Having just spent a month in Japan, I’ve thought about these statistics and also developed some of my own ideas about them, and about the health of Japanese society. Of course, it’s never possible to understand another culture fully or even partially, and a month is no time at all, but certain things were striking. Although I could begin to see why Japan’s people might live long lives, the experience also made me query the difference between health and wellbeing and caused me to delve into some issues and statistics that might indicate the state of wellbeing of Japanese society.

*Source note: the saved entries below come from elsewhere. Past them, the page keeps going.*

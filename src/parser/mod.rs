//! The explicit, stack-driven parser: no recursive-descent call stack —
//! nesting is represented entirely by `states` and `frames`, so documents
//! of arbitrary depth never grow the Rust call stack.

mod root;
mod state;

pub use root::decode;

use crate::error::{Error, Result};
use crate::literal::{read_keyname, read_quoted_or_multiline_string, read_tfnns};
use crate::options::DecoderOptions;
use crate::scanner::Scanner;
use crate::trivia::{read_trivia_line, read_trivia_multiline, CommentSpan};
use crate::value::Value;
use state::{Frame, State};

/// Owns the scanner, the two parallel stacks, and a handle to the active
/// options. One `Driver` runs exactly one parse attempt; the braceless-root
/// scalar fallback (see `root::decode`) constructs a fresh one.
struct Driver<'a> {
    scanner: Scanner,
    options: &'a mut DecoderOptions,
    states: Vec<State>,
    frames: Vec<Frame>,
    /// Set once, at the very start of the root-level dispatch, when the
    /// document does not open with `{` or `[`. Only the root frame is
    /// ever parsed in this mode.
    without_braces: bool,
}

impl<'a> Driver<'a> {
    fn new(bytes: Vec<u8>, options: &'a mut DecoderOptions) -> Self {
        Driver {
            scanner: Scanner::new(bytes),
            options,
            states: Vec::new(),
            frames: Vec::new(),
            without_braces: false,
        }
    }

    fn frame_mut(&mut self) -> &mut Frame {
        self.frames.last_mut().expect("a frame is always on top while the machine runs")
    }

    fn run(&mut self) -> Result<()> {
        while let Some(state) = self.states.pop() {
            self.dispatch(state)?;
        }
        Ok(())
    }

    fn dispatch(&mut self, state: State) -> Result<()> {
        match state {
            State::ValueBegin => self.value_begin(),
            State::ValueEnd => self.value_end(),
            State::VectorBegin => self.vector_begin(),
            State::VectorElemEnd => self.vector_elem_end(),
            State::MapBegin => self.map_begin(),
            State::MapElemBegin => self.map_elem_begin(),
            State::MapElemEnd => self.map_elem_end(),
        }
    }

    fn at_root(&self) -> bool {
        self.frames.len() == 1
    }

    fn value_begin(&mut self) -> Result<()> {
        self.frames.push(Frame::new());
        let span = read_trivia_multiline(&mut self.scanner, self.options)?;
        let item_pos = self.scanner.position() as i64;
        {
            let frame = self.frame_mut();
            frame.leading = span;
            frame.item_pos = item_pos;
        }

        match self.scanner.current() {
            b'{' => self.states.push(State::MapBegin),
            b'[' => self.states.push(State::VectorBegin),
            b'"' | b'\'' => {
                let s = read_quoted_or_multiline_string(&mut self.scanner)?;
                self.frame_mut().value = Value::string(s);
                self.states.push(State::ValueEnd);
            }
            _ => {
                let v = read_tfnns(&mut self.scanner)?;
                self.frame_mut().value = v;
                self.states.push(State::ValueEnd);
            }
        }
        Ok(())
    }

    fn value_end(&mut self) -> Result<()> {
        let span = read_trivia_line(&mut self.scanner, self.options)?;
        let comment_after = span.text_if_enabled(&self.scanner);
        let before = self.frames.last().expect("frame").leading.text_if_enabled(&self.scanner);
        let frame = self.frame_mut();
        frame.value.comment_before = before;
        frame.value.comment_after = comment_after;
        frame.value.pos_item = frame.item_pos;
        Ok(())
    }

    fn vector_begin(&mut self) -> Result<()> {
        let open_pos = self.scanner.position();
        self.scanner.advance();
        let span = read_trivia_multiline(&mut self.scanner, self.options)?;
        let frame = self.frame_mut();
        frame.value = Value::vector();
        frame.value.pos_item = frame.item_pos;
        frame.pending_comment_before = span;

        if self.scanner.current() == b']' {
            self.scanner.advance();
            let inside = self.frames.last().expect("frame").pending_comment_before.text(&self.scanner);
            self.frame_mut().value.comment_inside = inside;
            self.states.push(State::ValueEnd);
            return Ok(());
        }
        if self.scanner.current() == 0 {
            return Err(self.eof_error(open_pos, "array"));
        }

        self.states.push(State::VectorElemEnd);
        self.states.push(State::ValueBegin);
        Ok(())
    }

    fn vector_elem_end(&mut self) -> Result<()> {
        let mut child = self.frames.pop().expect("vector element frame");
        {
            let parent = self.frames.last().expect("frame");
            let before = parent.pending_comment_before.text_if_enabled(&self.scanner);
            let extra = parent.pending_comment_extra.text_if_enabled(&self.scanner);
            child.value.comment_before = before + &extra;
        }

        let ci_after = read_trivia_multiline(&mut self.scanner, self.options)?;

        let mut comment_extra = CommentSpan::empty(self.scanner.position());
        if self.scanner.current() == b',' {
            self.scanner.advance();
            comment_extra = read_trivia_multiline(&mut self.scanner, self.options)?;
        }

        if self.scanner.current() == b']' {
            self.scanner.advance();
            child.value.comment_after =
                child.value.comment_after.clone() + &ci_after.text(&self.scanner) + &comment_extra.text(&self.scanner);
            self.push_vector_child(child);
            self.states.push(State::ValueEnd);
            return Ok(());
        }

        if self.scanner.current() == 0 {
            let pos = self.scanner.position();
            self.push_vector_child(child);
            return Err(self.eof_error(pos, "array"));
        }

        self.push_vector_child(child);
        let frame = self.frame_mut();
        frame.pending_comment_before = ci_after;
        frame.pending_comment_extra = comment_extra;
        self.states.push(State::VectorElemEnd);
        self.states.push(State::ValueBegin);
        Ok(())
    }

    fn push_vector_child(&mut self, child: Frame) {
        self.frame_mut().value.push_back(child.value);
    }

    fn map_begin(&mut self) -> Result<()> {
        if self.scanner.current() == b'{' {
            self.scanner.advance();
            let span = read_trivia_multiline(&mut self.scanner, self.options)?;
            let frame = self.frame_mut();
            frame.value = Value::map();
            frame.value.pos_item = frame.item_pos;
            frame.pending_comment_before = span;
        } else {
            // Braceless root: there is no opening `{` whose interior
            // trivia would otherwise seed `pending_comment_before`, so the
            // leading trivia the root driver captured doubles as both this
            // map's own `comment_before` (read back from `leading` by
            // `ValueEnd`) and the first key's pending `comment_before`.
            let frame = self.frame_mut();
            frame.value = Value::map();
            frame.value.pos_item = frame.item_pos;
            frame.pending_comment_before = frame.leading;
        }

        if self.scanner.current() == b'}' && !(self.without_braces && self.at_root()) {
            self.scanner.advance();
            let inside = self.frames.last().expect("frame").pending_comment_before.text(&self.scanner);
            self.frame_mut().value.comment_inside = inside;
            self.states.push(State::ValueEnd);
            return Ok(());
        }

        self.states.push(State::MapElemBegin);
        Ok(())
    }

    fn map_elem_begin(&mut self) -> Result<()> {
        if self.scanner.current() == 0 {
            if self.without_braces && self.at_root() {
                let pending = self.frames.last().expect("frame").pending_comment_before.text(&self.scanner);
                let frame = self.frame_mut();
                let is_empty = frame.value.as_map().is_some_and(|m| m.is_empty());
                if is_empty {
                    frame.value.comment_inside = pending;
                } else if let Some(map) = frame.value.as_map_mut() {
                    if let Some((_, last)) = map.last_mut() {
                        last.comment_after.push_str(&pending);
                    }
                }
                self.states.push(State::ValueEnd);
                return Ok(());
            }
            let pos = self.scanner.position();
            return Err(self.eof_error(pos, "object"));
        }

        let key_start = self.scanner.position();
        let mut key = read_keyname(&mut self.scanner)?;

        if self.at_root() {
            if let Some(handler) = self.options.duplicate_key_handler.as_mut() {
                if let Some(map) = self.frames.last().and_then(|f| f.value.as_map()) {
                    handler(&mut key, map);
                }
            }
        }

        if self.options.duplicate_key_exception {
            let already = self.frames.last().unwrap().value.index(&key).defined();
            if already {
                let pos = self.scanner.position();
                return Err(syntax_at(&self.scanner, pos, format!("Found duplicate of key '{key}'")));
            }
        }

        let comment_key = read_trivia_multiline(&mut self.scanner, self.options)?;

        if self.scanner.current() != b':' {
            let pos = self.scanner.position();
            let found = self.scanner.current();
            return Err(syntax_at(
                &self.scanner,
                pos,
                format!("Expected ':' instead of '{}'", found as char),
            ));
        }
        self.scanner.advance();

        let frame = self.frame_mut();
        frame.key = key;
        frame.key_pos = key_start as i64;
        frame.comment_key = comment_key;

        self.states.push(State::MapElemEnd);
        self.states.push(State::ValueBegin);
        Ok(())
    }

    fn map_elem_end(&mut self) -> Result<()> {
        let child = self.frames.pop().expect("map element frame");
        let mut value = child.value;

        {
            let parent = self.frames.last().expect("frame");
            let comment_key = parent.comment_key.text_if_enabled(&self.scanner);
            // The colon-to-value trivia landed in `value.comment_before`
            // via this child's own `ValueBegin`; it belongs with the
            // key-to-colon trivia as one `comment_key` decoration.
            value.comment_key = comment_key + &value.comment_before;
            value.comment_before.clear();

            let before = parent.pending_comment_before.text_if_enabled(&self.scanner);
            let extra = parent.pending_comment_extra.text_if_enabled(&self.scanner);
            value.comment_before = before + &extra;
            value.pos_key = parent.key_pos;
        }
        let key = std::mem::take(&mut self.frame_mut().key);

        // Crosses newlines: a closing `}` (or the next key) may sit on a
        // later line than the value just parsed, and must be detected here
        // before ever looping back into `MapElemBegin`'s key reader, which
        // has no notion of `}` ending the map.
        let ci_after = read_trivia_multiline(&mut self.scanner, self.options)?;

        let mut comment_extra = CommentSpan::empty(self.scanner.position());
        if self.scanner.current() == b',' {
            self.scanner.advance();
            comment_extra = read_trivia_multiline(&mut self.scanner, self.options)?;
        }

        let closing = self.scanner.current() == b'}' && !(self.without_braces && self.at_root());

        if closing {
            self.scanner.advance();
            value.comment_after =
                value.comment_after.clone() + &ci_after.text(&self.scanner) + &comment_extra.text(&self.scanner);
            self.frame_mut().value.assign_with_comments(key, value);
            self.states.push(State::ValueEnd);
            return Ok(());
        }

        if self.scanner.current() == 0 && !(self.without_braces && self.at_root()) {
            let pos = self.scanner.position();
            self.frame_mut().value.assign_with_comments(key, value);
            return Err(self.eof_error(pos, "object"));
        }

        self.frame_mut().value.assign_with_comments(key, value);
        let frame = self.frame_mut();
        frame.pending_comment_before = ci_after;
        frame.pending_comment_extra = comment_extra;
        self.states.push(State::MapElemBegin);
        Ok(())
    }

    fn eof_error(&self, pos: usize, what: &str) -> Error {
        syntax_at(&self.scanner, pos, format!("End of input while parsing an {what}"))
    }
}

fn syntax_at(scanner: &Scanner, pos: usize, message: impl Into<String>) -> Error {
    let (line, column, context) = scanner.locate(pos);
    Error::syntax(message, line, column, context)
}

There are noticeably fewer overweight and obese people in Japan, and the diet struck me as far healthier than that in Europe of North America. The statistics bear this out – in the USA 30% of people are classed as obese, compared with 3.5% in Japan. Portion size is a factor and Japanese people consume 25% fewer calories than Americans. I seemed to eat a lot and enjoyed many wonderful Japanese meals – but in fact I lost weight during my month there. Returning to Europe, the diet struck me immediately as being much more calorific and somehow unhealthier. If Japanese employees’ waistlines go over a certain specified amount, they have to receive counseling by the health insurance system.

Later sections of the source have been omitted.